→ YOUR INSTRUCTIONS
Keeping every line intact, repeat the data word for word.

++++ THE RECORDS ++++

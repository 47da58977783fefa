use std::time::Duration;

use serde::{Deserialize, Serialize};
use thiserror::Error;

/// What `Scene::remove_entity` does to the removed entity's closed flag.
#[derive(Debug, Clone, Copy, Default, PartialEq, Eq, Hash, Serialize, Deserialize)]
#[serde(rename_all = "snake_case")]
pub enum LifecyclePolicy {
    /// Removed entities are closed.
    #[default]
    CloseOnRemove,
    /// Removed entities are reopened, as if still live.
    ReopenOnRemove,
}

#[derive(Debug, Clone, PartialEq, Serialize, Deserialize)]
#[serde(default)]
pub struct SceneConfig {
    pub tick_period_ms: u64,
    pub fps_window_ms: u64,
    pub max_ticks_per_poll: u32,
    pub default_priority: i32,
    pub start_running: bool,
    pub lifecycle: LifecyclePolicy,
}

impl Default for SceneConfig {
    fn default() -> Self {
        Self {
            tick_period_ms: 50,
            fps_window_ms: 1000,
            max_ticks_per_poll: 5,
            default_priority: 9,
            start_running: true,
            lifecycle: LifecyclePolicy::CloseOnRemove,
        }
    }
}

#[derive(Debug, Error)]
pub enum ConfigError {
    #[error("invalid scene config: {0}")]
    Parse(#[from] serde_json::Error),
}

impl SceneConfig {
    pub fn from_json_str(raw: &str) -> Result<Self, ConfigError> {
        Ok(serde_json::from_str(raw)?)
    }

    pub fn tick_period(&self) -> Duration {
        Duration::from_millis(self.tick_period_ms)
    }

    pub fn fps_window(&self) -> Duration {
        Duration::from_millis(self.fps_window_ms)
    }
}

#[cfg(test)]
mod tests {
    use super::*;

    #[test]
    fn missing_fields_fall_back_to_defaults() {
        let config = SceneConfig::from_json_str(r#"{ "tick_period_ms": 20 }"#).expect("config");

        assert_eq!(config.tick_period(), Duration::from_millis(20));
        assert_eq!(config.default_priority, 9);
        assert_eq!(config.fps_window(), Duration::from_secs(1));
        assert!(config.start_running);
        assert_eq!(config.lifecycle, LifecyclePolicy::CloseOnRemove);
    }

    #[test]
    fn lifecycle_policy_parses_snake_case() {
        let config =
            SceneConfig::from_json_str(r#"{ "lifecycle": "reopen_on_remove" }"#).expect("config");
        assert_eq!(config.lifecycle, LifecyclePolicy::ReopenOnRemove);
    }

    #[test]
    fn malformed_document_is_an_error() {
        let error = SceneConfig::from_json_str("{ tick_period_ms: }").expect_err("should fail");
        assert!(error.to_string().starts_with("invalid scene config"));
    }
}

++++

→ RESPONSE TO THIS EXERCISE
repository 47da58977783fefa
use std::time::Duration;

use serde::{Deserialize, Serialize};
use thiserror::Error;

/// What `Scene::remove_entity` does to the removed entity's closed flag.
#[derive(Debug, Clone, Copy, Default, PartialEq, Eq, Hash, Serialize, Deserialize)]
#[serde(rename_all = "snake_case")]
pub enum LifecyclePolicy {
    /// Removed entities are closed.
    #[default]
    CloseOnRemove,
    /// Removed entities are reopened, as if still live.
    ReopenOnRemove,
}

#[derive(Debug, Clone, PartialEq, Serialize, Deserialize)]
#[serde(default)]
pub struct SceneConfig {
    pub tick_period_ms: u64,
    pub fps_window_ms: u64,
    pub max_ticks_per_poll: u32,
    pub default_priority: i32,
    pub start_running: bool,
    pub lifecycle: LifecyclePolicy,
}

impl Default for SceneConfig {
    fn default() -> Self {
        Self {
            tick_period_ms: 50,
            fps_window_ms: 1000,
            max_ticks_per_poll: 5,
            default_priority: 9,
            start_running: true,
            lifecycle: LifecyclePolicy::CloseOnRemove,
        }
    }
}

#[derive(Debug, Error)]
pub enum ConfigError {
    #[error("invalid scene config: {0}")]
    Parse(#[from] serde_json::Error),
}

impl SceneConfig {
    pub fn from_json_str(raw: &str) -> Result<Self, ConfigError> {
        Ok(serde_json::from_str(raw)?)
    }

    pub fn tick_period(&self) -> Duration {
        Duration::from_millis(self.tick_period_ms)
    }

    pub fn fps_window(&self) -> Duration {
        Duration::from_millis(self.fps_window_ms)
    }
}

#[cfg(test)]
mod tests {
    use super::*;

    #[test]
    fn missing_fields_fall_back_to_defaults() {
        let config = SceneConfig::from_json_str(r#"{ "tick_period_ms": 20 }"#).expect("config");

        assert_eq!(config.tick_period(), Duration::from_millis(20));
        assert_eq!(config.default_priority, 9);
        assert_eq!(config.fps_window(), Duration::from_secs(1));
        assert!(config.start_running);
        assert_eq!(config.lifecycle, LifecyclePolicy::CloseOnRemove);
    }

    #[test]
    fn lifecycle_policy_parses_snake_case() {
        let config =
            SceneConfig::from_json_str(r#"{ "lifecycle": "reopen_on_remove" }"#).expect("config");
        assert_eq!(config.lifecycle, LifecyclePolicy::ReopenOnRemove);
    }

    #[test]
    fn malformed_document_is_an_error() {
        let error = SceneConfig::from_json_str("{ tick_period_ms: }").expect_err("should fail");
        assert!(error.to_string().starts_with("invalid scene config"));
    }
}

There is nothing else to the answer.